You have to love a novel that begins with the lines, “The name is Cordell. I’m a drunk.” There are no two ways about it; you have to.
That novel is THE GUTTER AND THE GRAVE, Ed McBain’s all-but-lost 1958 noir detective yarn, now lovingly rescued from obscurity by Hard Case Crime. Its hero, Matt Cordell, was a successful private investigator until he caught his wife in the arms of one of his employees. Now he’s just a homeless, alcoholic bum who panhandles simply to keep the booze flowing through his veins.
He’s reluctantly lured back into his old line of work when Johnny Bridges, a friend he hasn’t seen in 10 years, finds him in a park and asks him to look into a perceived cash register shortage at Bridges’ tailor shop.
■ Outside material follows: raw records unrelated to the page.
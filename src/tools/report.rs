//! Report Generation Client
//!
//! Wraps the external MedGemma service that turns textual context plus
//! structured predictions into a narrative report with follow-up
//! questions. The reply's `content` field may be plain text or a JSON
//! string of shape `{report, follow_up_questions}`; interpreting it is
//! the Router Agent's business, this client only guarantees the field
//! exists.

use crate::tools::prediction::PredictionRecord;
use crate::types::{AppError, AppResult};
use async_trait::async_trait;
use reqwest::Client;
use serde::Serialize;
use serde_json::{Map, Value};
use std::time::Duration;

#[async_trait]
pub trait ReportClient: Send + Sync {
    async fn generate_report(
        &self,
        context: &str,
        predictions: &[PredictionRecord],
    ) -> AppResult<Map<String, Value>>;
}

pub struct HttpReportClient {
    client: Client,
    base_url: String,
}

#[derive(Serialize)]
struct ReportRequest<'a> {
    context: &'a str,
    predictions: &'a [PredictionRecord],
}

impl HttpReportClient {
    pub fn new(base_url: &str, timeout_secs: u64) -> AppResult<Self> {
        let client = Client::builder()
            .timeout(Duration::from_secs(timeout_secs))
            .build()?;
        Ok(Self {
            client,
            base_url: base_url.trim_end_matches('/').to_string(),
        })
    }
}

#[async_trait]
impl ReportClient for HttpReportClient {
    async fn generate_report(
        &self,
        context: &str,
        predictions: &[PredictionRecord],
    ) -> AppResult<Map<String, Value>> {
        let response = self
            .client
            .post(format!("{}/generate_report", self.base_url))
            .json(&ReportRequest {
                context,
                predictions,
            })
            .send()
            .await?;

        let status = response.status();
        if !status.is_success() {
            let detail = response.text().await.unwrap_or_default();
            return Err(AppError::Report(format!(
                "report generation failed with status {}: {}",
                status, detail
            )));
        }

        let body: Value = response
            .json()
            .await
            .map_err(|e| AppError::Report(format!("report service returned invalid JSON: {}", e)))?;

        let Value::Object(map) = body else {
            return Err(AppError::Report(
                "report service returned a non-object response".to_string(),
            ));
        };

        if !map.contains_key("content") {
            return Err(AppError::Report(
                "report response missing content field".to_string(),
            ));
        }

        Ok(map)
    }
}

#[cfg(test)]
mod tests {
    use super::*;
    use serde_json::json;

    #[tokio::test]
    async fn test_generate_report_success() {
        let mut server = mockito::Server::new_async().await;
        server
            .mock("POST", "/generate_report")
            .with_status(200)
            .with_header("content-type", "application/json")
            .with_body(r#"{"content": "Patient shows elevated cardiovascular risk."}"#)
            .create_async()
            .await;

        let client = HttpReportClient::new(&server.url(), 5).unwrap();
        let predictions = vec![PredictionRecord {
            model: "cardiovascular_risk".to_string(),
            output: Map::new(),
        }];
        let reply = client.generate_report("context", &predictions).await.unwrap();
        assert_eq!(
            reply.get("content"),
            Some(&json!("Patient shows elevated cardiovascular risk."))
        );
    }

    #[tokio::test]
    async fn test_generate_report_missing_content() {
        let mut server = mockito::Server::new_async().await;
        server
            .mock("POST", "/generate_report")
            .with_status(200)
            .with_body(r#"{"status": "ok"}"#)
            .create_async()
            .await;

        let client = HttpReportClient::new(&server.url(), 5).unwrap();
        let err = client.generate_report("context", &[]).await;
        assert!(matches!(err, Err(AppError::Report(msg)) if msg.contains("content")));
    }
}
// Google Gemini adapter (generateContent API)
// Documentation: https://ai.google.dev/api/generate-content

use crate::llm::provider::ChatClient;
use crate::types::{AppError, AppResult, LLMRequest, LLMResponse, TokenUsage};
use async_trait::async_trait;
use reqwest::Client;
use serde::{Deserialize, Serialize};
use std::time::Duration;

const GEMINI_API_BASE: &str = "https://generativelanguage.googleapis.com/v1beta";

pub struct GeminiAdapter {
    client: Client,
    api_key: String,
}

#[derive(Serialize)]
struct GeminiRequest {
    #[serde(skip_serializing_if = "Option::is_none")]
    system_instruction: Option<GeminiContent>,
    contents: Vec<GeminiContent>,
    #[serde(rename = "generationConfig")]
    generation_config: GeminiGenerationConfig,
}

#[derive(Serialize, Deserialize)]
struct GeminiContent {
    #[serde(skip_serializing_if = "Option::is_none")]
    role: Option<String>,
    parts: Vec<GeminiPart>,
}

#[derive(Serialize, Deserialize)]
struct GeminiPart {
    text: String,
}

#[derive(Serialize)]
struct GeminiGenerationConfig {
    #[serde(skip_serializing_if = "Option::is_none")]
    temperature: Option<f32>,
    #[serde(rename = "maxOutputTokens", skip_serializing_if = "Option::is_none")]
    max_output_tokens: Option<u32>,
}

#[derive(Deserialize)]
struct GeminiResponse {
    #[serde(default)]
    candidates: Vec<GeminiCandidate>,
    #[serde(rename = "usageMetadata", default)]
    usage_metadata: Option<GeminiUsage>,
}

#[derive(Deserialize)]
struct GeminiCandidate {
    content: GeminiContent,
    #[serde(rename = "finishReason", default)]
    finish_reason: Option<String>,
}

#[derive(Deserialize)]
struct GeminiUsage {
    #[serde(rename = "promptTokenCount", default)]
    prompt_token_count: u32,
    #[serde(rename = "candidatesTokenCount", default)]
    candidates_token_count: u32,
    #[serde(rename = "totalTokenCount", default)]
    total_token_count: u32,
}

impl GeminiAdapter {
    pub fn new(api_key: &str, timeout_secs: u64) -> AppResult<Self> {
        let client = Client::builder()
            .timeout(Duration::from_secs(timeout_secs))
            .build()?;
        Ok(Self {
            client,
            api_key: api_key.to_string(),
        })
    }
}

#[async_trait]
impl ChatClient for GeminiAdapter {
    async fn create_chat_completion(&self, request: &LLMRequest) -> AppResult<LLMResponse> {
        let contents = request
            .messages
            .iter()
            .map(|m| GeminiContent {
                // Gemini calls the assistant role "model"
                role: Some(if m.role == "assistant" {
                    "model".to_string()
                } else {
                    "user".to_string()
                }),
                parts: vec![GeminiPart {
                    text: m.content.clone(),
                }],
            })
            .collect();

        let body = GeminiRequest {
            system_instruction: request.system_instruction.as_ref().map(|s| GeminiContent {
                role: None,
                parts: vec![GeminiPart { text: s.clone() }],
            }),
            contents,
            generation_config: GeminiGenerationConfig {
                temperature: request.temperature,
                max_output_tokens: request.max_tokens,
            },
        };

        let url = format!(
            "{}/models/{}:generateContent?key={}",
            GEMINI_API_BASE, request.model, self.api_key
        );

        let response = self.client.post(&url).json(&body).send().await?;

        let status = response.status();
        if !status.is_success() {
            let detail = response.text().await.unwrap_or_default();
            return Err(AppError::LLMApi(format!(
                "generateContent failed with status {}: {}",
                status, detail
            )));
        }

        let parsed: GeminiResponse = response
            .json()
            .await
            .map_err(|e| AppError::LLMApi(format!("invalid generateContent body: {}", e)))?;

        let candidate = parsed
            .candidates
            .into_iter()
            .next()
            .ok_or_else(|| AppError::LLMApi("generateContent returned no candidates".to_string()))?;

        let content = candidate
            .content
            .parts
            .into_iter()
            .map(|p| p.text)
            .collect::<Vec<_>>()
            .join("");

        let usage = parsed
            .usage_metadata
            .map(|u| TokenUsage {
                prompt_tokens: u.prompt_token_count,
                completion_tokens: u.candidates_token_count,
                total_tokens: u.total_token_count,
            })
            .unwrap_or_default();

        Ok(LLMResponse {
            content,
            finish_reason: candidate.finish_reason.unwrap_or_else(|| "STOP".to_string()),
            usage,
        })
    }
}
When they arrive at the shop, they find Bridges’ partner shot dead, with Bridges’ initials written on the wall in blood. Thus begins a complex plot (but simply written, of course) of murder, revenge and mistaken identity, with a cast that includes three femme fatales, untold shots of hooch and an equal number of old wounds.
McBain (who passed away this past July) was an old pro when it came to crime stories and GUTTER is early proof, a real electrifying read. The plotting is characteristically tight, but his dialogue is so crisp, it crackles. Through the direct, first-person narration, he makes you care about Cordell – no small feat given an apparent absence of redeeming qualities – leaving you no choice but to be utterly wrapped up in the tangled web that is his investigation. For pure, flawed-hero detective fiction, this is the real deal. Of the handful of Hard Case Crime books I’ve read so far, this one easily shares the top spot with Lawrence Block’s THE GIRL WITH THE LONG GREEN HEART. Both illustrate that they don’t make ‘em like they used to, but GUTTER is more bittersweet since McBain is no longer around to make any at all.